Omanyala’s big day as Kenya awaits gold in Tokyo

Kenya's Ferdinand Omanyala reacts after finishing third

Kenya's Ferdinand Omanyala celebrates after finishing third in men's 100m semi-finals Heat 1 during the Tokyo 2020 Olympic Games at the Olympic Stadium in Tokyo on August 1, 2021.

Photo credit: Joan Peruran | Nation Media Group

What you need to know:

  • Obiri said today’s 5,000m final race will be highly tactical and fast.
  • “The weather is good. It will be a mental and tactical race, and it will be very fast. It might even produce a world record,” Obiri, silver medallist in 2016, said of today’s final.
  • “This is a championship race without pacemakers and so it will be everyone for herself.”

In Tokyo

Ferdinand Omanyala was fielding questions from journalists at the mixed zone of the National Stadium in Tokyo when Johan Blake happened by. 

“Hi champ,” Omanyala turned back, saluting his sprints role model.

“Hi there,” Blake acknowledged as he walked past into the athletes’ changing room, his disappointment evident.

Kenya's Ferdinand Omanyala celebrates after finishing third

Kenya's Ferdinand Omanyala celebrates after finishing third in men's 100m semi-finals Heat 1 during the Tokyo 2020 Olympic Games at the Olympic Stadium in Tokyo on August 1, 2021.

Photo credit: Joan Peruran | Nation Media Group

The surreal moment highlighted the climax of a journey Omanyala had travelled, becoming a Kenyan sensation in the 100 metres

He might not have qualified for the final yesterday, but his semi-final time, a fraction of a second outside qualifying, will offer him so much hope.

USA's Fred Kerley (second left) crosses the finish to win the men's 100m semi-finals

USA's Fred Kerley (second left) crosses the finish to win the men's 100m semi-finals between third-placed Kenya's Ferdinand Omanyala (left) and second-placed Canada's Andre De Grasse (second right) during the Tokyo 2020 Olympic Games at the Olympic Stadium in Tokyo on August 1, 2021.

Photo credit: Jewel Samad | AFP

Omanyala’s run overshadowed Kenya’s qualification in the women’s 3,000 metres steeplechase where, despite battling hamstring and Achilles injuries, world record holder Beatrice Chepkoech joined Hyvin Kiyeng in the final with Purity Kirui failing to make it.

“I’ve been having hamstring and Achilles’ problems and my leg felt heavy today,” Chepkoech, who holds the world record at 8:44.32, said.

Beatrice Chepkoech

Beatrice Chepkoech of Team Kenya (right) competes in the Women's 3000m Steeplechase heats on day nine of the Tokyo 2020 Olympic Games at Olympic Stadium on August 01, 2021 in Tokyo, Japan


Photo credit: Joan Pereruan | Nation Media Group

In the 100m semi-finals, the opening race of the evening session, no-one gave Omanyala a chance.

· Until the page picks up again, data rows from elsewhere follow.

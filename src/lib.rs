//! # cMix node: round-execution core
//!
//! A node in an anonymizing mix-network executes the cMix protocol: each
//! round, a fixed-size batch of client-submitted ciphertext slots is
//! collectively transformed by a circuit of nodes so that outputs are
//! unlinkable from inputs. A round alternates between a precomputation part
//! (generating per-slot key material ahead of time) and a realtime part
//! (mixing live traffic with that material). Every sub-step of a round is a
//! *phase* whose computation is expressed as a dataflow graph of parallel
//! worker modules operating on chunks of the batch.
//!
//! This crate is the in-process round-execution engine:
//!
//! - [`group`]: modular arithmetic over a large prime group and the densely
//!   packed [`IntBuffer`]s that hold per-slot group elements.
//! - [`graph`]: the dataflow executor. A [`Graph`] is a chain of modules
//!   connected by chunk channels, driven by a tokio worker pool.
//! - [`phase`]: one sub-step of the protocol. A [`Phase`] wraps a graph, a
//!   transmission handler and an atomic state slot inside its round.
//! - [`round`]: the cryptographic working set of one batch, the circuit
//!   topology, the tag-based response table and the round manager index.
//! - [`queues`]: the single-active-phase [`ResourceQueue`] plus the bounded
//!   mailboxes that hand rounds and per-slot client errors to the transport.
//! - [`state`]: the node-level activity state machine
//!   (`NotStarted → Waiting → Precomputing → Standby → Realtime → Completed`).
//! - [`graphs`]: the concrete precomputation and realtime phase graphs.
//! - [`node`]: the [`Instance`] that wires all of the above together and the
//!   [`Transport`] contract it relies on for peer communication.
//!
//! Wire transport, TLS, the persistent client registry and fleet
//! orchestration live outside this crate; they are reached through the
//! narrow [`Transport`] and [`NodeSecrets`] contracts.
//!
//! [`IntBuffer`]: crate::group::IntBuffer
//! [`Graph`]: crate::graph::Graph
//! [`Phase`]: crate::phase::Phase
//! [`ResourceQueue`]: crate::queues::resource::ResourceQueue
//! [`Instance`]: crate::node::Instance
//! [`Transport`]: crate::node::Transport
//! [`NodeSecrets`]: crate::node::NodeSecrets

#[macro_use]
extern crate async_trait;

#[macro_use]
extern crate tracing;

pub mod cryptops;
pub mod graph;
pub mod graphs;
pub mod group;
pub mod node;
pub mod phase;
pub mod queues;
pub mod round;
pub mod settings;
pub mod state;

/// The process-wide identifier of a round, assigned by the permissioning
/// service and strictly monotonic across the network.
pub type RoundId = u64;
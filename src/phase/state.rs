//! Phase state tracking.
//!
//! All phase states of a round live in a single 32-bit atomic word: three
//! bits per phase, at a bit offset fixed by the phase's position in the
//! round. That makes the whole round's progress one atomic value, and lets
//! the handoff between two phases (`Computed` on phase k enabling `Active`
//! on phase k+1) be a single compare-and-swap covering both fields.

use std::{
    convert::TryFrom,
    sync::{atomic::AtomicU32, atomic::Ordering, Arc},
};

use derive_more::Display;
use num_enum::TryFromPrimitive;
use thiserror::Error;
use tokio::sync::watch;

/// The number of bits a phase's state occupies in the round state word.
const BITS_PER_PHASE: usize = 3;

/// The most phases a single round can hold (`32 / BITS_PER_PHASE`).
pub const MAX_PHASES: usize = 10;

/// The lifecycle of one phase. Progression is strictly monotonic; any
/// backward or skipping attempt fails.
#[derive(
    Debug, Display, Clone, Copy, PartialEq, Eq, PartialOrd, Ord, Hash, TryFromPrimitive,
)]
#[repr(u8)]
pub enum State {
    /// Created, but the preceding phase has not completed.
    #[display(fmt = "Initialized")]
    Initialized = 0,
    /// May receive inputs; enabled by the previous phase computing.
    #[display(fmt = "Active")]
    Active = 1,
    /// Accepted by the resource queue; inputs keep accumulating.
    #[display(fmt = "Queued")]
    Queued = 2,
    /// Workers are executing; inputs may still arrive concurrently.
    #[display(fmt = "Running")]
    Running = 3,
    /// The graph drained; outputs are transmitted or ready to be.
    #[display(fmt = "Computed")]
    Computed = 4,
    /// The next node acknowledged (phases built with verification only).
    #[display(fmt = "Verified")]
    Verified = 5,
}

impl State {
    /// The only state reachable from this one, if any.
    pub fn next(self) -> Option<State> {
        State::try_from(self as u8 + 1).ok()
    }
}

/// An error produced by a phase state transition.
#[derive(Debug, Error, PartialEq, Eq)]
pub enum StateError {
    /// The transition is not the single forward step allowed from the
    /// phase's current state. The state word is left untouched.
    #[error("phase {phase} cannot move from {from} to {to}")]
    InvalidTransition {
        phase: usize,
        from: State,
        to: State,
    },
    /// More phases than fit the 32-bit state word.
    #[error("a round holds at most {max} phases, got {got}")]
    TooManyPhases { max: usize, got: usize },
    /// A bit field held a value outside the state enumeration.
    #[error("phase {phase} state bits are corrupted")]
    Corrupted { phase: usize },
}

/// The shared per-round state word plus its change broadcast.
///
/// Watchers (the round's `handle_incoming_comm` waiters) subscribe to the
/// raw word; every successful transition publishes the new value.
#[derive(Debug)]
pub struct RoundStateWord {
    word: AtomicU32,
    notify: watch::Sender<u32>,
    num_phases: usize,
}

impl RoundStateWord {
    /// Creates the state word for a round of `num_phases` phases, all
    /// `Initialized`.
    pub fn new(num_phases: usize) -> Result<(Arc<Self>, watch::Receiver<u32>), StateError> {
        if num_phases > MAX_PHASES {
            return Err(StateError::TooManyPhases {
                max: MAX_PHASES,
                got: num_phases,
            });
        }
        let (notify, receiver) = watch::channel(0);
        Ok((
            Arc::new(Self {
                word: AtomicU32::new(0),
                notify,
                num_phases,
            }),
            receiver,
        ))
    }

    /// The number of phases tracked by this word.
    pub fn num_phases(&self) -> usize {
        self.num_phases
    }

    /// The current state of phase `phase`.
    pub fn get(&self, phase: usize) -> State {
        let word = self.word.load(Ordering::SeqCst);
        Self::field(word, phase)
    }

    /// Decodes phase `phase` from a raw word value.
    pub fn decode(word: u32, phase: usize) -> State {
        Self::field(word, phase)
    }

    fn field(word: u32, phase: usize) -> State {
        let bits = (word >> (BITS_PER_PHASE * phase)) & 0b111;
        // Only valid states are ever written.
        State::try_from(bits as u8).unwrap_or(State::Initialized)
    }

    /// Applies one forward step to phase `phase`.
    pub fn transition(&self, phase: usize, from: State, to: State) -> Result<(), StateError> {
        self.apply(&[(phase, from, to)])
    }

    /// Applies several forward steps as one compare-and-swap. Either every
    /// change applies or none does.
    pub fn apply(&self, changes: &[(usize, State, State)]) -> Result<(), StateError> {
        for &(phase, from, to) in changes {
            if from.next() != Some(to) {
                return Err(StateError::InvalidTransition { phase, from, to });
            }
        }
        loop {
            let current = self.word.load(Ordering::SeqCst);
            let mut next = current;
            for &(phase, from, to) in changes {
                let shift = (BITS_PER_PHASE * phase) as u32;
                let observed = Self::field(current, phase);
                if observed != from {
                    return Err(StateError::InvalidTransition {
                        phase,
                        from: observed,
                        to,
                    });
                }
                next = (next & !(0b111 << shift)) | ((to as u32) << shift);
            }
            if self
                .word
                .compare_exchange(current, next, Ordering::SeqCst, Ordering::SeqCst)
                .is_ok()
            {
                self.notify.send_replace(next);
                return Ok(());
            }
        }
    }

    /// `true` exactly when this call performed the transition; `false` if
    /// another caller got there first or the phase is elsewhere.
    pub fn try_transition(&self, phase: usize, from: State, to: State) -> bool {
        self.transition(phase, from, to).is_ok()
    }
}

But having polished his take-off under strength and conditioning coach Geoffrey Kimani, Omanyala surprised even himself.

Initially, the giant electronic stadium screen had Omanyala as second behind De Grasse in Heat One, but when the Omega system calibrated, the Kenyan dropped to third in the national record 10.00 seconds, behind USA’s Fred Kerley (9.96) and Canada’s Andre de Grasse (9.98).

Today, Kenya stands a huge chance of bagging the elusive medals when the final in the women’s 5,000m and men’s steeplechase are called.

First up will be the steeplechase final from 9.15pm local time (3.15pm Kenyan time) where Kenya has Benjamin Kigen and Abraham Kibiwot, followed by the 5,000m featuring world champion Hellen Obiri, Lilian Kasait Rengeruk and Agnes Jebet Tirop.

The 5,000m race will be run from 9.40pm (3.40pm Kenyan time).

“I will fight for the medal…This is war, we cannot give up,” Kigen said after qualifying for today’s final.

“We have to fight for it. The steeplechase is a Kenyan tradition but we shall still have to fight to get it.”

Obiri said today’s 5,000m final race will be highly tactical and fast.

“The weather is good. It will be a mental and tactical race, and it will be very fast. It might even produce a world record,” Obiri, silver medallist in 2016, said of today’s final.

“This is a championship race without pacemakers and so it will be everyone for herself.”